Stored data entries
**********
//! Tests for loading and saving pipeline configuration files
//!
//! These tests verify:
//! - Partial TOML files fall back to defaults for missing keys
//! - Saved configurations load back unchanged
//! - Invalid values are rejected at load time

use cinestage_core::config::PipelineConfig;
use cinestage_core::enhance::InterpolationEngine;
use cinestage_core::error::CoreError;
use std::fs;
use tempfile::tempdir;

#[test]
fn partial_file_keeps_defaults() -> Result<(), Box<dyn std::error::Error>> {
    let dir = tempdir()?;
    let path = dir.path().join("cinestage.toml");
    fs::write(
        &path,
        r#"
[gates]
noise_threshold = 80.0
target_frame_rate = 48.0

[enhance]
interpolation_engine = "rife"

[packaging]
segment_duration_secs = 4

[[packaging.ladder]]
name = "720p"
resolution = "1280x720"
bitrate_kbps = 2800

[[packaging.ladder]]
name = "360p"
resolution = "640x360"
bitrate_kbps = 800
"#,
    )?;

    let config = PipelineConfig::from_toml_file(&path)?;
    assert_eq!(config.gates.noise_threshold, 80.0);
    assert_eq!(config.gates.target_frame_rate, 48.0);
    assert_eq!(config.enhance.interpolation_engine, InterpolationEngine::Rife);
    assert_eq!(config.packaging.segment_duration_secs, 4);
    assert_eq!(config.packaging.ladder.len(), 2);
    assert_eq!(config.packaging.ladder[0].bandwidth(), 2_800_000);
    // untouched sections keep their defaults
    assert_eq!(config.thresholds.motion.lower, 1.0);
    assert_eq!(config.quality.grade_excellent, 90.0);
    Ok(())
}

#[test]
fn saved_config_loads_back() -> Result<(), Box<dyn std::error::Error>> {
    let dir = tempdir()?;
    let path = dir.path().join("nested").join("cinestage.toml");
    let mut config = PipelineConfig::default();
    config.captions.language = Some("de".to_string());
    config.packaging.max_parallel_encodes = Some(2);
    config.save_toml_file(&path)?;

    let loaded = PipelineConfig::from_toml_file(&path)?;
    assert_eq!(loaded, config);
    Ok(())
}

#[test]
fn invalid_values_are_rejected() -> Result<(), Box<dyn std::error::Error>> {
    let dir = tempdir()?;
    let path = dir.path().join("bad.toml");
    fs::write(&path, "[packaging]\nsegment_duration_secs = 0\n")?;
    assert!(matches!(
        PipelineConfig::from_toml_file(&path),
        Err(CoreError::Configuration(_))
    ));

    fs::write(&path, "[thresholds.motion]\nlower = 5.0\nupper = 1.0\n")?;
    assert!(PipelineConfig::from_toml_file(&path).is_err());

    fs::write(&path, "[gates\nnoise_threshold = 1")?;
    assert!(matches!(
        PipelineConfig::from_toml_file(&path),
        Err(CoreError::TomlParse(_))
    ));
    Ok(())
}

#[test]
fn missing_file_is_a_configuration_error() {
    let err = PipelineConfig::from_toml_file(std::path::Path::new("/nonexistent/cinestage.toml"))
        .unwrap_err();
    assert!(matches!(err, CoreError::Configuration(_)));
}
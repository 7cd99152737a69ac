// cinestage-core/src/external/filter.rs
//
// Typed builder for ffmpeg filter graphs. Option values are escaped for both
// the option parser and the filtergraph parser, so expressions such as
// `gt(scene,0.1)` and paths containing colons survive intact.

use std::fmt::Write;

/// A single filter, e.g. `scale=w=1920:h=1080:flags=lanczos`.
#[derive(Debug, Clone, PartialEq)]
pub struct Filter {
    name: String,
    params: Vec<(Option<String>, String)>,
}

impl Filter {
    pub fn new(name: &str) -> Self {
        Self {
            name: name.to_string(),
            params: Vec::new(),
        }
    }

    /// Adds a `key=value` option.
    pub fn kv(mut self, key: &str, value: impl ToString) -> Self {
        self.params.push((Some(key.to_string()), value.to_string()));
        self
    }

    /// Adds a positional option.
    pub fn pos(mut self, value: impl ToString) -> Self {
        self.params.push((None, value.to_string()));
        self
    }

    fn render_into(&self, out: &mut String) {
        out.push_str(&self.name);
        for (i, (key, value)) in self.params.iter().enumerate() {
            out.push(if i == 0 { '=' } else { ':' });
            if let Some(key) = key {
                out.push_str(key);
                out.push('=');
            }
            escape_value(value, out);
        }
    }
}

/// A linear chain of filters with optional input and output pad labels.
#[derive(Debug, Clone, Default, PartialEq)]
pub struct FilterChain {
    inputs: Vec<String>,
    filters: Vec<Filter>,
    outputs: Vec<String>,
}

impl FilterChain {
    pub fn new() -> Self {
        Self::default()
    }

    pub fn input(mut self, label: &str) -> Self {
        self.inputs.push(sanitize_label(label));
        self
    }

    pub fn then(mut self, filter: Filter) -> Self {
        self.filters.push(filter);
        self
    }

    pub fn output(mut self, label: &str) -> Self {
        self.outputs.push(sanitize_label(label));
        self
    }

    fn render_into(&self, out: &mut String) {
        for label in &self.inputs {
            let _ = write!(out, "[{label}]");
        }
        for (i, filter) in self.filters.iter().enumerate() {
            if i > 0 {
                out.push(',');
            }
            filter.render_into(out);
        }
        for label in &self.outputs {
            let _ = write!(out, "[{label}]");
        }
    }
}

/// One or more chains joined with `;`.
#[derive(Debug, Clone, Default, PartialEq)]
pub struct FilterGraph {
    chains: Vec<FilterChain>,
}

impl FilterGraph {
    pub fn new() -> Self {
        Self::default()
    }

    /// Graph made of a single unlabelled chain, as used with `-vf`.
    pub fn simple(filters: impl IntoIterator<Item = Filter>) -> Self {
        let chain = filters
            .into_iter()
            .fold(FilterChain::new(), |chain, f| chain.then(f));
        Self {
            chains: vec![chain],
        }
    }

    pub fn chain(mut self, chain: FilterChain) -> Self {
        self.chains.push(chain);
        self
    }

    pub fn render(&self) -> String {
        let mut out = String::new();
        for (i, chain) in self.chains.iter().enumerate() {
            if i > 0 {
                out.push(';');
            }
            chain.render_into(&mut out);
        }
        out
    }
}

// Two escaping levels: the option parser first, then the graph parser.
fn escape_value(value: &str, out: &mut String) {
    let mut option_level = String::with_capacity(value.len());
    for c in value.chars() {
        if matches!(c, '\\' | '\'' | ':') {
            option_level.push('\\');
        }
        option_level.push(c);
    }
    for c in option_level.chars() {
        if matches!(c, '\\' | '\'' | ',' | ';' | '[' | ']') {
            out.push('\\');
        }
        out.push(c);
    }
}

// Pad labels only carry stream specifiers and identifiers.
fn sanitize_label(label: &str) -> String {
    label
        .chars()
        .filter(|c| c.is_ascii_alphanumeric() || matches!(c, '_' | ':'))
        .collect()
}

#[cfg(test)]
mod tests {
    use super::*;

    #[test]
    fn renders_positional_and_keyed_options() {
        let graph = FilterGraph::simple([
            Filter::new("scale").pos(1920).pos(1080).kv("flags", "lanczos"),
            Filter::new("unsharp").pos(5).pos(5).pos("1.0").pos(5).pos(5).pos("0.0"),
        ]);
        assert_eq!(
            graph.render(),
            "scale=1920:1080:flags=lanczos,unsharp=5:5:1.0:5:5:0.0"
        );
    }

    #[test]
    fn escapes_expression_separators() {
        let graph = FilterGraph::simple([
            Filter::new("select").pos("gt(scene,0.1)"),
            Filter::new("showinfo"),
        ]);
        assert_eq!(graph.render(), "select=gt(scene\\,0.1),showinfo");
    }

    #[test]
    fn renders_labelled_multi_chain_graph() {
        let graph = FilterGraph::new()
            .chain(
                FilterChain::new()
                    .input("0:v")
                    .then(Filter::new("setpts").pos("PTS-STARTPTS"))
                    .output("main"),
            )
            .chain(
                FilterChain::new()
                    .input("main")
                    .input("1:v")
                    .then(Filter::new("libvmaf").kv("log_path", "/tmp/a:b.json")),
            );
        assert_eq!(
            graph.render(),
            "[0:v]setpts=PTS-STARTPTS[main];[main][1:v]libvmaf=log_path=/tmp/a\\\\:b.json"
        );
    }
}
**********
**Task description**
Search the entries above for the word "enumerate" and copy each line where it appears.

**Answer for this exercise**
        for (i, (key, value)) in self.params.iter().enumerate() {
        for (i, filter) in self.filters.iter().enumerate() {
        for (i, chain) in self.chains.iter().enumerate() {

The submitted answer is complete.